[Collected data entries]
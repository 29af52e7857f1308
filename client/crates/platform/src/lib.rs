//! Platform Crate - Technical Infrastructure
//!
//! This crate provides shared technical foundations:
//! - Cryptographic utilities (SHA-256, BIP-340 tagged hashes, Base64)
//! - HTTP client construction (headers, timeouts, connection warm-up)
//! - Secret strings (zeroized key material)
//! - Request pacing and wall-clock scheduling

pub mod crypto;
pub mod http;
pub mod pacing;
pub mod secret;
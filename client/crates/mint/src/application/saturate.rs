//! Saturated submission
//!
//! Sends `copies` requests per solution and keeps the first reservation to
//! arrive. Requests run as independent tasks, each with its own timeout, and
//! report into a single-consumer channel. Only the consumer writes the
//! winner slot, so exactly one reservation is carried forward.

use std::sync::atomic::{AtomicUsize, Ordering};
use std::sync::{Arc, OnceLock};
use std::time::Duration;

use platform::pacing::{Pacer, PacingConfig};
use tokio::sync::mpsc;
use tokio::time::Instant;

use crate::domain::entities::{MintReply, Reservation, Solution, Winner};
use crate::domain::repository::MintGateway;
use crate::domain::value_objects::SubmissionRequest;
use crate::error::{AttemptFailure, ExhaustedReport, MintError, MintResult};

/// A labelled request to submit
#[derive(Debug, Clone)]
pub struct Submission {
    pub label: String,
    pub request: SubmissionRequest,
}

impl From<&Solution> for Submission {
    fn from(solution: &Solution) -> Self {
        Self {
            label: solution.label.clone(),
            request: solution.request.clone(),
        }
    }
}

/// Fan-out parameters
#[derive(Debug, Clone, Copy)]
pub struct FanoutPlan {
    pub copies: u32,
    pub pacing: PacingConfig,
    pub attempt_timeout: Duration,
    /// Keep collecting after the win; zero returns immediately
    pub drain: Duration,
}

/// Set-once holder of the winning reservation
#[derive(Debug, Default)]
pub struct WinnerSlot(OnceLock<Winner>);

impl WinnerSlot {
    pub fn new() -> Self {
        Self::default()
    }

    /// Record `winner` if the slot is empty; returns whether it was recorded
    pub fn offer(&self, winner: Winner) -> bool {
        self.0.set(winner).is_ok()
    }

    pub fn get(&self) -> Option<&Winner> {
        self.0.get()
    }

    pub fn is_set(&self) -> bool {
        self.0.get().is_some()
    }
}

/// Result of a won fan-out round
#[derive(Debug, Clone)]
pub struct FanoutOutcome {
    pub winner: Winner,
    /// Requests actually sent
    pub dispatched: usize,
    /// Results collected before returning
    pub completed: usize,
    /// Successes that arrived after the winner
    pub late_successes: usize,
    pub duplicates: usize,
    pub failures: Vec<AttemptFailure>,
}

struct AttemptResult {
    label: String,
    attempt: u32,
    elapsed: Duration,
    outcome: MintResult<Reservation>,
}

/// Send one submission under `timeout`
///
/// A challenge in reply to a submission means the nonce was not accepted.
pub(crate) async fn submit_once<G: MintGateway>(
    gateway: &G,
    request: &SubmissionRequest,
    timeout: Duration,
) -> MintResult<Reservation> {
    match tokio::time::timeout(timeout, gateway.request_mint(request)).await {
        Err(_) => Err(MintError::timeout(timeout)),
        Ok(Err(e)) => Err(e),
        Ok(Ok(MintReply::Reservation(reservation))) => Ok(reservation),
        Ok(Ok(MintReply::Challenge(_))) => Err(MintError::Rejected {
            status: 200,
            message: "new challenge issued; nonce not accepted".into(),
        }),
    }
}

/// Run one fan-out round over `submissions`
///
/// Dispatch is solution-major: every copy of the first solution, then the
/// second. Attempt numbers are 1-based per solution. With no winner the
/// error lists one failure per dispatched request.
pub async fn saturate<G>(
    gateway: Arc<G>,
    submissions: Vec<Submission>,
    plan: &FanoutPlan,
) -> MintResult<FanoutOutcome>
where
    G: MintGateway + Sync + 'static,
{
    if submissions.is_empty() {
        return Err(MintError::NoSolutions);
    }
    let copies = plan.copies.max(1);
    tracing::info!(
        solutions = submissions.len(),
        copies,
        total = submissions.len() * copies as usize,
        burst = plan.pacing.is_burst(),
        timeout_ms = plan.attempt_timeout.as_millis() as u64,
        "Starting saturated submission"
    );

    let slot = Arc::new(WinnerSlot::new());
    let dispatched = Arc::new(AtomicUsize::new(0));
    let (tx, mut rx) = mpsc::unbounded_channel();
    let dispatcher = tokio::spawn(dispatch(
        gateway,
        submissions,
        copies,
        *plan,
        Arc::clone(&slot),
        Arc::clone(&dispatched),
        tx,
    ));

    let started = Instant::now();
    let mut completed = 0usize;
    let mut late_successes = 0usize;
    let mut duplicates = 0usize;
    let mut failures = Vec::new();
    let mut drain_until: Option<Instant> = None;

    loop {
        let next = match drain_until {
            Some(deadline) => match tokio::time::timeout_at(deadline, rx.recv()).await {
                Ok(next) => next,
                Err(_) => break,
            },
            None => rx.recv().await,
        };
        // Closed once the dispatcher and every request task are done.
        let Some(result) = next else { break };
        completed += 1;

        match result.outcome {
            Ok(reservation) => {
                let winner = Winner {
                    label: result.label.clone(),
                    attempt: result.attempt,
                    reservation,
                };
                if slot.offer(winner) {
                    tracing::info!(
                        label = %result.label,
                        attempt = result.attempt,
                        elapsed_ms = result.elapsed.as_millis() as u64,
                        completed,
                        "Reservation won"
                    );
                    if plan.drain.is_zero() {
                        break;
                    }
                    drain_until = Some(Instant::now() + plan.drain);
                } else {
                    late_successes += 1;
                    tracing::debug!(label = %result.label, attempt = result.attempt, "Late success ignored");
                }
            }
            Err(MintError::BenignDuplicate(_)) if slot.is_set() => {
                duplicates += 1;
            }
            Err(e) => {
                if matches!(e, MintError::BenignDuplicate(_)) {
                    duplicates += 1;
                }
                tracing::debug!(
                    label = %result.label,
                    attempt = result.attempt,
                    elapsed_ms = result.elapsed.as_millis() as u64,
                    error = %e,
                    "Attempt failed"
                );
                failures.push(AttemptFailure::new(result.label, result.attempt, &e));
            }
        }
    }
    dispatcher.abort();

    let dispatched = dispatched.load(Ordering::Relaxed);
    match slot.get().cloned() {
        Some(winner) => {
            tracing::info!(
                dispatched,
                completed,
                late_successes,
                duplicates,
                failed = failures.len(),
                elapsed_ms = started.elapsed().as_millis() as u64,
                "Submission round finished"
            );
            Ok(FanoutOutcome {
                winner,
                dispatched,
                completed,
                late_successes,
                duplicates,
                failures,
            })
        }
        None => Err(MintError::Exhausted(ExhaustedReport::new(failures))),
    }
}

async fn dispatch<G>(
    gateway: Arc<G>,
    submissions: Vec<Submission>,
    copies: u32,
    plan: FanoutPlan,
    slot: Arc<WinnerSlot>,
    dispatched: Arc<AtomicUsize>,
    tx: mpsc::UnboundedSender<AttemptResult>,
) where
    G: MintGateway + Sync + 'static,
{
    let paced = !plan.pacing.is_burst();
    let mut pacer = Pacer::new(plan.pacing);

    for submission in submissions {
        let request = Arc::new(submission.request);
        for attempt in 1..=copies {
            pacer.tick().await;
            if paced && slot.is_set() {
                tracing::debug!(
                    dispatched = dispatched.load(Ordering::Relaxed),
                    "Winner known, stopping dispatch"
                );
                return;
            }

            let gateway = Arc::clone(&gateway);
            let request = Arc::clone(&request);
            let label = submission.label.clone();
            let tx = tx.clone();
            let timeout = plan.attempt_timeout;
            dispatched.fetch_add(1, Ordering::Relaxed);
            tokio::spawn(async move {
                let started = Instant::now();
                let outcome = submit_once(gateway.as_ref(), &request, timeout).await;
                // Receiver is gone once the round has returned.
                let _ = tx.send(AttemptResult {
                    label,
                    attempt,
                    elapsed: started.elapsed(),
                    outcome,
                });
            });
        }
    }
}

--

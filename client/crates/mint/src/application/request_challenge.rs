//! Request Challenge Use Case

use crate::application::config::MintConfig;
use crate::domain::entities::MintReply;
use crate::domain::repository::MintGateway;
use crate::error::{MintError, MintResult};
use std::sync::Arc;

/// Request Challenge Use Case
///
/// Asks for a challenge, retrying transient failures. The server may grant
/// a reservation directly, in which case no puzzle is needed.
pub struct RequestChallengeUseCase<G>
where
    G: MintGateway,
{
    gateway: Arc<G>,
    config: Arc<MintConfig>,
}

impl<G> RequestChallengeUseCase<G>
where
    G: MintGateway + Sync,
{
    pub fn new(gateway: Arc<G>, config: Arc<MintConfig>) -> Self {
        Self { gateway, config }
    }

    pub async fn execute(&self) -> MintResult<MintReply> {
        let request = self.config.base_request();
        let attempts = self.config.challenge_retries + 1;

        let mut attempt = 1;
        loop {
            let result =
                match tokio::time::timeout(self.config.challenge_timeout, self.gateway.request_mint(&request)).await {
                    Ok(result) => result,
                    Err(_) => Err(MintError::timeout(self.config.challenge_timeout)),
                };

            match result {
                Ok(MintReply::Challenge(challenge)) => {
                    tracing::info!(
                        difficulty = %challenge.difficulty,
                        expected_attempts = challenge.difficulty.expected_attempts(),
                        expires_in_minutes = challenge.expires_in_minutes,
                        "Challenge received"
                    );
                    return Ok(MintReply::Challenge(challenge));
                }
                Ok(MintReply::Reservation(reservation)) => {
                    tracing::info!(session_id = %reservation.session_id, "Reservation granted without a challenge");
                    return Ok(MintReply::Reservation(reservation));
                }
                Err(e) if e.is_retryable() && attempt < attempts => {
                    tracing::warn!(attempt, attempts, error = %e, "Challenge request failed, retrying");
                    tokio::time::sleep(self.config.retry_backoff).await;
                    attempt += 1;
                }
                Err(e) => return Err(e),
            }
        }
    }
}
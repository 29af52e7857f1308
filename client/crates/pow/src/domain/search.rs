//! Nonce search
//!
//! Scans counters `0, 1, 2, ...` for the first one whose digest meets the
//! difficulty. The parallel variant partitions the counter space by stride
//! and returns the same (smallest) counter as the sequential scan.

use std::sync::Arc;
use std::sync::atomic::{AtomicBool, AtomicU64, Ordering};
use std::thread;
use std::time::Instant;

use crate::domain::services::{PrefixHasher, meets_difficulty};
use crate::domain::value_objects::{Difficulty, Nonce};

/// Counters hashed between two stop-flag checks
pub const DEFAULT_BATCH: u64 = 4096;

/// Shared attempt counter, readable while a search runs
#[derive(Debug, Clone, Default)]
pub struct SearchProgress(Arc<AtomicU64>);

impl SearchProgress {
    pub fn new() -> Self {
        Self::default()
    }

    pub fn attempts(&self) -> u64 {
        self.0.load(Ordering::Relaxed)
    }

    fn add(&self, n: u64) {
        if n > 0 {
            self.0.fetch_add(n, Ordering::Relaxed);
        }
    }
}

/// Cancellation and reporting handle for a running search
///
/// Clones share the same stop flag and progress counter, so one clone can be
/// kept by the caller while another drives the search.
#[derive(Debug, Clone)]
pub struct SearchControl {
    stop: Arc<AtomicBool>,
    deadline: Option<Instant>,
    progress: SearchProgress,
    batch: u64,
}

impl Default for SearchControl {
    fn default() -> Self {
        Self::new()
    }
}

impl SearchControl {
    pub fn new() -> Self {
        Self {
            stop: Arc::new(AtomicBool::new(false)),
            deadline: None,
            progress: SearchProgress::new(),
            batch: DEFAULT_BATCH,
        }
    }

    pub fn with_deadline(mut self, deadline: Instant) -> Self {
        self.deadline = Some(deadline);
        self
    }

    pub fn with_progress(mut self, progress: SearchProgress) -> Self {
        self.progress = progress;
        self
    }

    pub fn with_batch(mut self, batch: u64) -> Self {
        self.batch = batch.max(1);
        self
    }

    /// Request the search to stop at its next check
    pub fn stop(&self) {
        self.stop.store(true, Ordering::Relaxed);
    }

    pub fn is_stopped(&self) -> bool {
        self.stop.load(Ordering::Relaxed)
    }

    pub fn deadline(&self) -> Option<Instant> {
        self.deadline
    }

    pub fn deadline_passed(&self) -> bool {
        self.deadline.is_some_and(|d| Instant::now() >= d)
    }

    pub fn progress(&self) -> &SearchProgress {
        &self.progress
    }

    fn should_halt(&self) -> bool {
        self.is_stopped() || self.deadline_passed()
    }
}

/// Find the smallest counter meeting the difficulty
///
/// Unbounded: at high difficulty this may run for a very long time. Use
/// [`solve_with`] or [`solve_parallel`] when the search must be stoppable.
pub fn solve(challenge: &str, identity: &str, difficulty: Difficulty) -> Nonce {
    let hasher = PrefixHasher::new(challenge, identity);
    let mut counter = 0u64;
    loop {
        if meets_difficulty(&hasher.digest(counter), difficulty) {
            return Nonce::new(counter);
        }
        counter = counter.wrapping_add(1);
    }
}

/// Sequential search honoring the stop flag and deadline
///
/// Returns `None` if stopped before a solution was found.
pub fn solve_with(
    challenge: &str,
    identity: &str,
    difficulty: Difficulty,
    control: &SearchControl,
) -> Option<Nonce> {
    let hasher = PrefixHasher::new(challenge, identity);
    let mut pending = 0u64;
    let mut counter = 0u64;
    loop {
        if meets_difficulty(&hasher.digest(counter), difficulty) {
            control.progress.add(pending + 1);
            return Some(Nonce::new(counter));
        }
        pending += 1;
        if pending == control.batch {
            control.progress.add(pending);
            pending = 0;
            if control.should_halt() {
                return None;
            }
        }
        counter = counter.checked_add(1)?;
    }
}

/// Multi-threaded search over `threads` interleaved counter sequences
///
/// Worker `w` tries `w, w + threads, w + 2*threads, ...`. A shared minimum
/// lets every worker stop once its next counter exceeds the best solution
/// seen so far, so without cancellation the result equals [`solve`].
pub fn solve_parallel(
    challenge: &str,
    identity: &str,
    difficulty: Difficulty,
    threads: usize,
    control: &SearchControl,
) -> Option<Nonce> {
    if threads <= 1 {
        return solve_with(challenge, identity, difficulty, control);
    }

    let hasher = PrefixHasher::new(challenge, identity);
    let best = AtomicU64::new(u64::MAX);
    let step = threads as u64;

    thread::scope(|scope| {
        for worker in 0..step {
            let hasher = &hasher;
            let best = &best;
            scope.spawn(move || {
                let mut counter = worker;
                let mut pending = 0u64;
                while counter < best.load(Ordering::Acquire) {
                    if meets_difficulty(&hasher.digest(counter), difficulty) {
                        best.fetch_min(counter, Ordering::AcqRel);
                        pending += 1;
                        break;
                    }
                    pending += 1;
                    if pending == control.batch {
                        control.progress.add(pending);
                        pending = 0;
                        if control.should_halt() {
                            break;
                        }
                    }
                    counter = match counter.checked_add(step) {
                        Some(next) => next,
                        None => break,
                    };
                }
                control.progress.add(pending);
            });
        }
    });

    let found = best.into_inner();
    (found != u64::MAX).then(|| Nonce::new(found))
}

...

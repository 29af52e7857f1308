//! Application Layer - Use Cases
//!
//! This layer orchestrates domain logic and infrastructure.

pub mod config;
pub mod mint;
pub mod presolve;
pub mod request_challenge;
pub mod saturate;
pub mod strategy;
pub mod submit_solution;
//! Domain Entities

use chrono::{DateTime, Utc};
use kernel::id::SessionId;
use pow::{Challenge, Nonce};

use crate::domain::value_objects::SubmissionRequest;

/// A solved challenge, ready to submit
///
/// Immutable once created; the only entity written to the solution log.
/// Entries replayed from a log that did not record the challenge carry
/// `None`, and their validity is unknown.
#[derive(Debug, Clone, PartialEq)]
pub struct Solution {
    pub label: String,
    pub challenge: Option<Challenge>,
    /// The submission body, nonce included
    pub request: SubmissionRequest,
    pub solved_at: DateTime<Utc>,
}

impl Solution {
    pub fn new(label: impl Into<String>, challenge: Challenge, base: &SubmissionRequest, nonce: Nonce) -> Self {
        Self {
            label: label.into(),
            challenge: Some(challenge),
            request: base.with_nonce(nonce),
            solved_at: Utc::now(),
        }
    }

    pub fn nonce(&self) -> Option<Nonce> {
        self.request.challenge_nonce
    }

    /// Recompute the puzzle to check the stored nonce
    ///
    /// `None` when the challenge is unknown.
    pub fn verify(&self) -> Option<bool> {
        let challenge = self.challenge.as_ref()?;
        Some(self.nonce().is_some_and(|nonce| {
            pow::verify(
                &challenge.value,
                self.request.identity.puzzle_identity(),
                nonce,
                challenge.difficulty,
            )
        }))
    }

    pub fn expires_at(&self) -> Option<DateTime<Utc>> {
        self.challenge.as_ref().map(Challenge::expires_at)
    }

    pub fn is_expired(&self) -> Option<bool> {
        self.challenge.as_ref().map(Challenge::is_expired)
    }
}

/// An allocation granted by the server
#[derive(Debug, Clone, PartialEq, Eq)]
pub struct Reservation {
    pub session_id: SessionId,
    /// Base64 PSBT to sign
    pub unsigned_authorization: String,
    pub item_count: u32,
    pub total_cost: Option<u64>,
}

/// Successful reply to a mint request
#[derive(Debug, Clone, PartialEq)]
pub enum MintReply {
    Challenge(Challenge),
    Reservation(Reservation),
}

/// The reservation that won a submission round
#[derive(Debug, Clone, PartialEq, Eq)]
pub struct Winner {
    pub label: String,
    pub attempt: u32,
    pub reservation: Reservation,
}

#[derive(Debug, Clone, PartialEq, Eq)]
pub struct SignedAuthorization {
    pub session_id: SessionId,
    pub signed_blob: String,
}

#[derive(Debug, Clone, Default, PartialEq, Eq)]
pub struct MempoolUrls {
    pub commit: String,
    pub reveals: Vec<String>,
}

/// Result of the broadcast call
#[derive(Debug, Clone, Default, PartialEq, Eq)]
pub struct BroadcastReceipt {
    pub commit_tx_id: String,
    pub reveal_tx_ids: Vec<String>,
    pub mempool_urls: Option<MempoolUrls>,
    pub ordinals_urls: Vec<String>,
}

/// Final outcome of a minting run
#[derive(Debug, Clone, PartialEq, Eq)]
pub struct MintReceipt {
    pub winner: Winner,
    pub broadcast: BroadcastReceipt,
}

**EXERCISE**
Every line above that holds the word "AttemptResult" is to be found and copied.

**YOUR RESPONSE**
struct AttemptResult {
    tx: mpsc::UnboundedSender<AttemptResult>,
                let _ = tx.send(AttemptResult {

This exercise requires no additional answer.